WHAT THIS TASK INVOLVES:
From the entries that follow, copy each line in which "matrix" appears.

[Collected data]
= = = =
//! Affine transforms for the drawing surface.
//!
//! A [`Transform`] is the 2×3 matrix
//!
//! ```text
//! | a c e |
//! | b d f |
//! ```
//!
//! mapping `(x, y)` to `(a·x + c·y + e, b·x + d·y + f)`. Composition follows the
//! Canvas2D convention: `translate`, `rotate` and `scale` return a new matrix whose
//! own operation is applied to incoming points *before* the existing ones.

use crate::point::Point;
use serde::{Deserialize, Serialize};

#[derive(Debug, Clone, Copy, PartialEq, Serialize, Deserialize)]
pub struct Transform {
    pub a: f64,
    pub b: f64,
    pub c: f64,
    pub d: f64,
    pub e: f64,
    pub f: f64,
}

impl Default for Transform {
    fn default() -> Self {
        Self::identity()
    }
}

impl Transform {
    pub const fn identity() -> Self {
        Self {
            a: 1.0,
            b: 0.0,
            c: 0.0,
            d: 1.0,
            e: 0.0,
            f: 0.0,
        }
    }

    pub const fn new(a: f64, b: f64, c: f64, d: f64, e: f64, f: f64) -> Self {
        Self { a, b, c, d, e, f }
    }

    /// Composes `other` so that it applies to points before `self`.
    pub fn then(&self, other: &Transform) -> Transform {
        Transform {
            a: self.a * other.a + self.c * other.b,
            b: self.b * other.a + self.d * other.b,
            c: self.a * other.c + self.c * other.d,
            d: self.b * other.c + self.d * other.d,
            e: self.a * other.e + self.c * other.f + self.e,
            f: self.b * other.e + self.d * other.f + self.f,
        }
    }

    pub fn translate(&self, x: f64, y: f64) -> Transform {
        self.then(&Transform::new(1.0, 0.0, 0.0, 1.0, x, y))
    }

    /// Rotation by `angle` radians.
    pub fn rotate(&self, angle: f64) -> Transform {
        let (sin, cos) = angle.sin_cos();
        self.then(&Transform::new(cos, sin, -sin, cos, 0.0, 0.0))
    }

    pub fn scale(&self, x: f64, y: f64) -> Transform {
        self.then(&Transform::new(x, 0.0, 0.0, y, 0.0, 0.0))
    }

    /// Maps a point. Z passes through untouched.
    pub fn transform_point(&self, p: Point) -> Point {
        Point {
            x: self.a * p.x + self.c * p.y + self.e,
            y: self.b * p.x + self.d * p.y + self.f,
            z: p.z,
        }
    }

    /// Maps a direction vector (linear part only).
    pub fn transform_vector(&self, x: f64, y: f64) -> (f64, f64) {
        (self.a * x + self.c * y, self.b * x + self.d * y)
    }

    /// Negative for mirroring transforms, which flip arc winding.
    pub fn determinant(&self) -> f64 {
        self.a * self.d - self.b * self.c
    }

    pub fn is_identity(&self) -> bool {
        *self == Transform::identity()
    }

    /// Component-wise comparison within `tolerance`.
    pub fn approx_eq(&self, other: &Transform, tolerance: f64) -> bool {
        [
            self.a - other.a,
            self.b - other.b,
            self.c - other.c,
            self.d - other.d,
            self.e - other.e,
            self.f - other.f,
        ]
        .iter()
        .all(|delta| delta.abs() <= tolerance)
    }
}
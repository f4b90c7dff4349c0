//! Concentric area fill.
//!
//! A fill clears the interior of a polygon set by cutting successively smaller
//! insets of it. Pass `k` is the original region inset by `d/2 + k·d`, where `d`
//! is the tool diameter, so the first pass traces the boundary with the tool edge
//! and every later pass overlaps the previous one by exactly nothing. Offsetting
//! runs in a coordinate system scaled up by [`FillSettings::scale`] and is scaled
//! back afterwards, which keeps the engine's internal epsilons well below the
//! drawing resolution.

use crate::polygon::{scale_polygons, JoinStyle, Polygon, PolygonEngine};
use serde::{Deserialize, Serialize};
use tracing::{debug, warn};

/// How the interior is cleared.
#[derive(Debug, Clone, Copy, PartialEq, Eq, Default, Serialize, Deserialize)]
#[serde(rename_all = "lowercase")]
pub enum FillStrategy {
    /// Concentric insets working inward from the boundary.
    #[default]
    Concentric,
}

/// Why a fill stopped producing passes.
#[derive(Debug, Clone, Copy, PartialEq, Eq, Serialize, Deserialize)]
#[serde(rename_all = "snake_case")]
pub enum StopReason {
    /// An inset came back empty; the region is fully cleared.
    Exhausted,
    /// The inset distance reached the safety bound before the region was exhausted.
    SafetyBoundReached,
}

#[derive(Debug, Clone, Copy, PartialEq, Serialize, Deserialize)]
pub struct FillSettings {
    pub tool_diameter: f64,
    /// Vertices closer than this are merged before filling.
    pub clean_tolerance: f64,
    /// Largest inset magnitude attempted, in drawing units.
    pub safety_bound: f64,
    /// Coordinate scale used while offsetting.
    pub scale: f64,
    pub join: JoinStyle,
    pub miter_limit: f64,
    pub strategy: FillStrategy,
}

impl Default for FillSettings {
    fn default() -> Self {
        Self {
            tool_diameter: 5.0,
            clean_tolerance: 0.1,
            safety_bound: 1000.0,
            scale: 1000.0,
            join: JoinStyle::Square,
            miter_limit: 1.0,
            strategy: FillStrategy::Concentric,
        }
    }
}

impl FillSettings {
    pub fn with_tool_diameter(tool_diameter: f64) -> Self {
        Self {
            tool_diameter,
            ..Default::default()
        }
    }
}

/// One inset of the fill region.
#[derive(Debug, Clone, PartialEq)]
pub struct FillPass {
    pub index: usize,
    /// Signed inset distance applied to the prepared region (negative).
    pub inset: f64,
    pub polygons: Vec<Polygon>,
}

#[derive(Debug, Clone, Copy, PartialEq, Serialize, Deserialize)]
pub struct FillReport {
    pub passes: usize,
    pub contours: usize,
    pub stop: StopReason,
}

impl FillReport {
    pub fn is_empty(&self) -> bool {
        self.passes == 0
    }
}

/// Concentric fill driven by a [`PolygonEngine`].
#[derive(Debug, Clone)]
pub struct FillEngine<G: PolygonEngine> {
    engine: G,
    settings: FillSettings,
}

impl<G: PolygonEngine> FillEngine<G> {
    pub fn new(engine: G, settings: FillSettings) -> Self {
        Self { engine, settings }
    }

    pub fn settings(&self) -> &FillSettings {
        &self.settings
    }

    pub fn engine(&self) -> &G {
        &self.engine
    }

    /// Cleans the subject and, when a clip region is present, restricts it to that
    /// region.
    pub fn prepare(&self, subject: &[Polygon], clip: Option<&[Polygon]>) -> Vec<Polygon> {
        let tolerance = self.settings.clean_tolerance;
        let cleaned = self.engine.clean(subject, tolerance);
        match clip {
            Some(clip) if !cleaned.is_empty() => {
                let clip = self.engine.clean(clip, tolerance);
                self.engine.intersect(&cleaned, &clip)
            }
            _ => cleaned,
        }
    }

    /// Produces every pass in order, handing each one to `on_pass`.
    pub fn run<F>(&self, subject: &[Polygon], clip: Option<&[Polygon]>, mut on_pass: F) -> FillReport
    where
        F: FnMut(&FillPass),
    {
        let prepared = self.prepare(subject, clip);
        let mut report = FillReport {
            passes: 0,
            contours: 0,
            stop: StopReason::Exhausted,
        };
        if prepared.is_empty() {
            debug!("Fill region is empty after preparation");
            return report;
        }

        let FillSettings {
            tool_diameter: d,
            scale,
            safety_bound,
            join,
            miter_limit,
            ..
        } = self.settings;
        let scaled = scale_polygons(&prepared, scale);

        let mut index = 0;
        loop {
            let inset = -(d / 2.0 + index as f64 * d);
            if inset <= -safety_bound {
                warn!(
                    "Fill stopped at inset {:.3} after {} passes: safety bound {} reached",
                    inset, index, safety_bound
                );
                report.stop = StopReason::SafetyBoundReached;
                break;
            }

            let offset = self.engine.offset(&scaled, inset * scale, join, miter_limit);
            if offset.is_empty() {
                break;
            }
            let pass = FillPass {
                index,
                inset,
                polygons: scale_polygons(&offset, 1.0 / scale),
            };
            report.passes += 1;
            report.contours += pass.polygons.len();
            on_pass(&pass);
            index += 1;
        }

        debug!(
            "Fill finished with {} passes and {} contours",
            report.passes, report.contours
        );
        report
    }

    /// Collects every pass instead of streaming them.
    pub fn passes(&self, subject: &[Polygon], clip: Option<&[Polygon]>) -> (Vec<FillPass>, FillReport) {
        let mut passes = Vec::new();
        let report = self.run(subject, clip, |pass| passes.push(pass.clone()));
        (passes, report)
    }
}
= = = =
RESULT OF THE EXERCISE:
//! A [`Transform`] is the 2×3 matrix
//! Canvas2D convention: `translate`, `rotate` and `scale` return a new matrix whose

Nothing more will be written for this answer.